> _What you will do_:
Once you find the line containing "fn error(_interp: &mut" in the data below, copy it and each following line exactly, up to and including the line containing "fn range_error(_interp: &mut", and nothing else.
--- Data supplied Enclosed Below ---
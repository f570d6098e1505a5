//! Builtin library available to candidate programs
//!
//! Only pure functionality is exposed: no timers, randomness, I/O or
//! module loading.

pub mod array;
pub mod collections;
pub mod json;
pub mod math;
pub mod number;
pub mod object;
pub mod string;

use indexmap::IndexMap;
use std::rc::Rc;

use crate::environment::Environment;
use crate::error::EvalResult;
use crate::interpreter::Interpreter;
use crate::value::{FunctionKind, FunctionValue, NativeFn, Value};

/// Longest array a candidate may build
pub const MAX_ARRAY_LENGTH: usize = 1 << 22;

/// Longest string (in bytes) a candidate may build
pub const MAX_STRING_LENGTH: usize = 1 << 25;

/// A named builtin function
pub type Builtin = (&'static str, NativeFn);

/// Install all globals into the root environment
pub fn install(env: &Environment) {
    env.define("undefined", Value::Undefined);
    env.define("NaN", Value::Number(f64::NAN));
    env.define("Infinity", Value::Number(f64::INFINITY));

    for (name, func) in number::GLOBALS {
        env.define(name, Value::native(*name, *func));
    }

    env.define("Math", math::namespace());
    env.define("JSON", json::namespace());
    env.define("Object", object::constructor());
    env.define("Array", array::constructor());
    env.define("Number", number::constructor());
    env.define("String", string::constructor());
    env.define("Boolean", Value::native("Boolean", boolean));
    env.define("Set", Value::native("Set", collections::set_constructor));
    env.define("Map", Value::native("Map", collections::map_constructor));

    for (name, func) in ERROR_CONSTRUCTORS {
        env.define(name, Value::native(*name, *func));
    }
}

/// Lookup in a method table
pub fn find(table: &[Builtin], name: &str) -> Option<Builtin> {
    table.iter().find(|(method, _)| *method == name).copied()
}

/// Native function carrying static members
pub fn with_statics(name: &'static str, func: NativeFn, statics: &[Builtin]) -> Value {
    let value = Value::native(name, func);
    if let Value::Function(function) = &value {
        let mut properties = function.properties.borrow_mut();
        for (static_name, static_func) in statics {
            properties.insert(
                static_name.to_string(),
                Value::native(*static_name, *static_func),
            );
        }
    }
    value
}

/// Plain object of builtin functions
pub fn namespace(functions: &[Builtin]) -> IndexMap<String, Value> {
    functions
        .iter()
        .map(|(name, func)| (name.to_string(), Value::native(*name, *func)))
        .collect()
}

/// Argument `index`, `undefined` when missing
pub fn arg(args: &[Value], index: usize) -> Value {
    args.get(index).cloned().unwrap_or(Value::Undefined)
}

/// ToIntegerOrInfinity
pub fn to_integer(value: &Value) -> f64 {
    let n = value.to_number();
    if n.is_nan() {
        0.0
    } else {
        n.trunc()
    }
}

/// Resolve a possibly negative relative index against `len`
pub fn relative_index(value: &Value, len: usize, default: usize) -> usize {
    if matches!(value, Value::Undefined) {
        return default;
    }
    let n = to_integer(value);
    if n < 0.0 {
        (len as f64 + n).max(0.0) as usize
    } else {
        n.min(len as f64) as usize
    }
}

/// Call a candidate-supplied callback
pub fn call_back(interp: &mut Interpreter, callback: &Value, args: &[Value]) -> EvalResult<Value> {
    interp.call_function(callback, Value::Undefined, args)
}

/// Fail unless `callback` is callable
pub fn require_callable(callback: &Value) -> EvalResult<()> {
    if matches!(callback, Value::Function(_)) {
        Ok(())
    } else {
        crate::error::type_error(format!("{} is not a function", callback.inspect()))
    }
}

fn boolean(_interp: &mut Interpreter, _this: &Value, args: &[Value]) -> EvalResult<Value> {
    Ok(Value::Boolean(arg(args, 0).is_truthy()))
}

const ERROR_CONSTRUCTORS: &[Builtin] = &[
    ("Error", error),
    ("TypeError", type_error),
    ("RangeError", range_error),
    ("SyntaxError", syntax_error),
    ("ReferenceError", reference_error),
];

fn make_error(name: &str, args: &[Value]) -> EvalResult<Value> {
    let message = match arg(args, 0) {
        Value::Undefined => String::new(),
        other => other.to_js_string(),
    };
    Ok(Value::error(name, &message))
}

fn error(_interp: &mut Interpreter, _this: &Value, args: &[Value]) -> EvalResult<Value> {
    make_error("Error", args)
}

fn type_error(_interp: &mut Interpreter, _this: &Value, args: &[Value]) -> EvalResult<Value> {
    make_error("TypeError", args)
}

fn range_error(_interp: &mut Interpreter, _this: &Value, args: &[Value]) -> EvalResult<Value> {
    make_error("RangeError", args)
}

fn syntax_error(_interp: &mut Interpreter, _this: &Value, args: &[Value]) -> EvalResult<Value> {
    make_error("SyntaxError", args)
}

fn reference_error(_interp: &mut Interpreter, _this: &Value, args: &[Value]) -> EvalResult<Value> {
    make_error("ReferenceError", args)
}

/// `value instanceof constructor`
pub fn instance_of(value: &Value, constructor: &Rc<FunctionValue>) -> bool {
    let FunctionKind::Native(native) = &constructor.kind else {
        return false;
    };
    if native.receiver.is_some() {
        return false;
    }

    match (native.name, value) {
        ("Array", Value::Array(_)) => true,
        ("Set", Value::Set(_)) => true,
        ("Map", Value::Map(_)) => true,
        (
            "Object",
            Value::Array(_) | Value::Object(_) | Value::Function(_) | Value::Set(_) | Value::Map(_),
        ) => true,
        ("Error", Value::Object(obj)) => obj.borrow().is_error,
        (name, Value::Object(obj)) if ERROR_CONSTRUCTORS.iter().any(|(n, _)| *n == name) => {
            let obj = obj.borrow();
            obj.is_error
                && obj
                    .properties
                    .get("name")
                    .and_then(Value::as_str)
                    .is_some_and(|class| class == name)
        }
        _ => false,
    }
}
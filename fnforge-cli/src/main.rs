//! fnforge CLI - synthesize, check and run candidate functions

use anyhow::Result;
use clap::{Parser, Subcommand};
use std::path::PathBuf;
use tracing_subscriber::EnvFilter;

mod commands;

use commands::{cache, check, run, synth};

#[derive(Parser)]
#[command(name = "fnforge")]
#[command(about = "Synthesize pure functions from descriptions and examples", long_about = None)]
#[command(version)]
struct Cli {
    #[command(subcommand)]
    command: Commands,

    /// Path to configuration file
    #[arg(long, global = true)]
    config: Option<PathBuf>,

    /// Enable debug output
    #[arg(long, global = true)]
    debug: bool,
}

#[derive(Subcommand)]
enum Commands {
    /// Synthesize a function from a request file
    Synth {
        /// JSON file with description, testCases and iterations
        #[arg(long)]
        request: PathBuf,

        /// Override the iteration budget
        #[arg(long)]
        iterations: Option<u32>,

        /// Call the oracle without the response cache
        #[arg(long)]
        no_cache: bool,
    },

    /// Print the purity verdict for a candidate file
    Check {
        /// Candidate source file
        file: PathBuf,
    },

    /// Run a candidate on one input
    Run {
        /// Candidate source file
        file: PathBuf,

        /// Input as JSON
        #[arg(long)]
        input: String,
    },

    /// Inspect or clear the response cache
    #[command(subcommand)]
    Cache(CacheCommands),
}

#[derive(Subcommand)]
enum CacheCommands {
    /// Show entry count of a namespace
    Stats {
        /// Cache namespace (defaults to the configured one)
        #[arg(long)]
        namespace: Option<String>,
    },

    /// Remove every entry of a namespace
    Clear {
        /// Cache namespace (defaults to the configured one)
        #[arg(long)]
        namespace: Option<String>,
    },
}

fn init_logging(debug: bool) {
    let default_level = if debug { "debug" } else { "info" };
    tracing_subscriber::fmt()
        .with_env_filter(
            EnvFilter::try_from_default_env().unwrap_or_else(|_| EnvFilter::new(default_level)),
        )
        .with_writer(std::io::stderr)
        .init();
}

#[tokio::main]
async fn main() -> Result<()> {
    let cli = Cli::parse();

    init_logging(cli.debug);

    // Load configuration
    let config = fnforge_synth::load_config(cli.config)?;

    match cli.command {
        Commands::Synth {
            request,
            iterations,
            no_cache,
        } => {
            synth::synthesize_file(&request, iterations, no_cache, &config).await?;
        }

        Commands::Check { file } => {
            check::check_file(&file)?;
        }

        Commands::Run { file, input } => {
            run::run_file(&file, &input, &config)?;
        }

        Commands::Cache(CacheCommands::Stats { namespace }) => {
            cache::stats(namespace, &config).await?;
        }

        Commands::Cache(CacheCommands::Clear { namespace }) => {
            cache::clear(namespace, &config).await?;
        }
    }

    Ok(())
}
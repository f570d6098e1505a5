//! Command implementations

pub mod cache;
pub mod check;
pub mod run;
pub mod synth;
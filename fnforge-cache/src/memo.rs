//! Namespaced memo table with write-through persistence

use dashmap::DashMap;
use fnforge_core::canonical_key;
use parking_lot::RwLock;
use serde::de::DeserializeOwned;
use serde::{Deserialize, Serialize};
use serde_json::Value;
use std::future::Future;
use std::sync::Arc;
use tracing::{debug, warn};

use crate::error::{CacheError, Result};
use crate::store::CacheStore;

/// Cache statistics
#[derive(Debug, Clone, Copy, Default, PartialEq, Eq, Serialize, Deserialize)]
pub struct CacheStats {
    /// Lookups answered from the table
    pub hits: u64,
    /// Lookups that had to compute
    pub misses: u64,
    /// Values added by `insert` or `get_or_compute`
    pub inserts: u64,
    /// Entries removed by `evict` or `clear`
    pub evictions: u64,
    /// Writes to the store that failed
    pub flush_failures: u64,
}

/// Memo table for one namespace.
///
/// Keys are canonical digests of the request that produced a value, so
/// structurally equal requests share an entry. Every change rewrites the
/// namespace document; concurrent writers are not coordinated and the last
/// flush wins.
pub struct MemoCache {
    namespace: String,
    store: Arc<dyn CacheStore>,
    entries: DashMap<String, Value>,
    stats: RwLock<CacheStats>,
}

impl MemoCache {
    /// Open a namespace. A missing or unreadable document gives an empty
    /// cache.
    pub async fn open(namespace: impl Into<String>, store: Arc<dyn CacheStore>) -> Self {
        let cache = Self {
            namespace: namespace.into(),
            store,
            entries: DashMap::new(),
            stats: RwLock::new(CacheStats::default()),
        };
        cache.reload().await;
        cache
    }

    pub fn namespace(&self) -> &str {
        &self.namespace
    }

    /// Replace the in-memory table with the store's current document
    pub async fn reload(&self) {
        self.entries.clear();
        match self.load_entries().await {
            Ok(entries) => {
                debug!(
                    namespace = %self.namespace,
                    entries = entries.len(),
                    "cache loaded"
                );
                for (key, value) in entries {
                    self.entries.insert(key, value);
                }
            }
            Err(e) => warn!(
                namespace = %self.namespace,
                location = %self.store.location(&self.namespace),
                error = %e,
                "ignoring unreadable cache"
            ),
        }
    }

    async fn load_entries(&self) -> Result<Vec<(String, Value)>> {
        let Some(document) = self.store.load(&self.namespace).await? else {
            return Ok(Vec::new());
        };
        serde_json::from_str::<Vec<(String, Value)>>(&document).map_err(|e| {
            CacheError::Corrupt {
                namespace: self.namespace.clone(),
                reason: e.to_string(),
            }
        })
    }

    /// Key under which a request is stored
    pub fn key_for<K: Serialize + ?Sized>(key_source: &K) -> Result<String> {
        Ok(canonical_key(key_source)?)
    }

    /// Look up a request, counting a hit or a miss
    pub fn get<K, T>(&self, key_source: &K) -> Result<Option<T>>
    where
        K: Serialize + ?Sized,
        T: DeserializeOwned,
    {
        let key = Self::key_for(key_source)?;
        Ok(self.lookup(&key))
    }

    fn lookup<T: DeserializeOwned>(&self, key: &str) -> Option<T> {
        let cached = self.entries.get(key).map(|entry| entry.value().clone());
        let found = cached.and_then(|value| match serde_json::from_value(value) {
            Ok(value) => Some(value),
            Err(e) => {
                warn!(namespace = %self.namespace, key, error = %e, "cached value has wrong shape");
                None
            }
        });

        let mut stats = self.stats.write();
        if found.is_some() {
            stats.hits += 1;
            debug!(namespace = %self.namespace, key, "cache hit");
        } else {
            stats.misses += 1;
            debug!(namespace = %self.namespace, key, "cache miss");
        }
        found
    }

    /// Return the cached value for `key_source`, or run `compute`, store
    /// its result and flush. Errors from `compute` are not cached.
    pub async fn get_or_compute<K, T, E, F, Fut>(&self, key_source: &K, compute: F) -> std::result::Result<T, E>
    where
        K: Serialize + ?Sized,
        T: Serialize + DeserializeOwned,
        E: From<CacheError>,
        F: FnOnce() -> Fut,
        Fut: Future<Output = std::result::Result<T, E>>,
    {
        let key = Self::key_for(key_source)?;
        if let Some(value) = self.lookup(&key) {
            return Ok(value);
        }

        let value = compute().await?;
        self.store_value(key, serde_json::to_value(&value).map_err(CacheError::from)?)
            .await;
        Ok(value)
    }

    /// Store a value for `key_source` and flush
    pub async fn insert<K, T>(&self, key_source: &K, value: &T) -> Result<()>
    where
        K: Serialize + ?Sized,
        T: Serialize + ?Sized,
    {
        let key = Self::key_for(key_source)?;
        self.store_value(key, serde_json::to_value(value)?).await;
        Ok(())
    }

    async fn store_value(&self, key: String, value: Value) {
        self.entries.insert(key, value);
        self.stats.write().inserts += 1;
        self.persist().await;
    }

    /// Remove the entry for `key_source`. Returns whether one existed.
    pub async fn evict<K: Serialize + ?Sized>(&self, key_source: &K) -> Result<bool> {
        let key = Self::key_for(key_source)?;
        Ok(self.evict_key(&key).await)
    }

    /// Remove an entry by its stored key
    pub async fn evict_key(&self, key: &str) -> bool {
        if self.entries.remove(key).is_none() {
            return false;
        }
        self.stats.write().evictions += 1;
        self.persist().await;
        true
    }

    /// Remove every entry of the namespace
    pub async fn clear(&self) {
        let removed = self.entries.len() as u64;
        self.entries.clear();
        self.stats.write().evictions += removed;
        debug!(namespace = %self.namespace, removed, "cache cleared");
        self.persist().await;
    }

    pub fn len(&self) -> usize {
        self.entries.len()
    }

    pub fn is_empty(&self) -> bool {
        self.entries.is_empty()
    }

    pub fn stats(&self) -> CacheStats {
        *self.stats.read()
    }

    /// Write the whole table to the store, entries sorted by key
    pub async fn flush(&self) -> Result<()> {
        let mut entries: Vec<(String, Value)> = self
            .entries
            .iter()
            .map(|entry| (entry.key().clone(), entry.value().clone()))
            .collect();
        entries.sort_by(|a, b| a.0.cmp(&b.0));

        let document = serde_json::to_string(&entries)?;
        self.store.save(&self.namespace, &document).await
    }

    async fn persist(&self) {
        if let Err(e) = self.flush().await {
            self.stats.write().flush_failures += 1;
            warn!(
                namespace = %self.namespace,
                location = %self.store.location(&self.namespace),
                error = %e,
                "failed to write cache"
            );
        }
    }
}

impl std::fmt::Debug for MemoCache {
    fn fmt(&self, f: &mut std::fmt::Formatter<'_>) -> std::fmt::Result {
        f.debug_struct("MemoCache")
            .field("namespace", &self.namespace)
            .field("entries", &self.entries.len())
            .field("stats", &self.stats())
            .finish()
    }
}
--- End of Enclosed Data supplied ---
> _Exercise answer_:
fn error(_interp: &mut Interpreter, _this: &Value, args: &[Value]) -> EvalResult<Value> {
    make_error("Error", args)
}

fn type_error(_interp: &mut Interpreter, _this: &Value, args: &[Value]) -> EvalResult<Value> {
    make_error("TypeError", args)
}

fn range_error(_interp: &mut Interpreter, _this: &Value, args: &[Value]) -> EvalResult<Value> {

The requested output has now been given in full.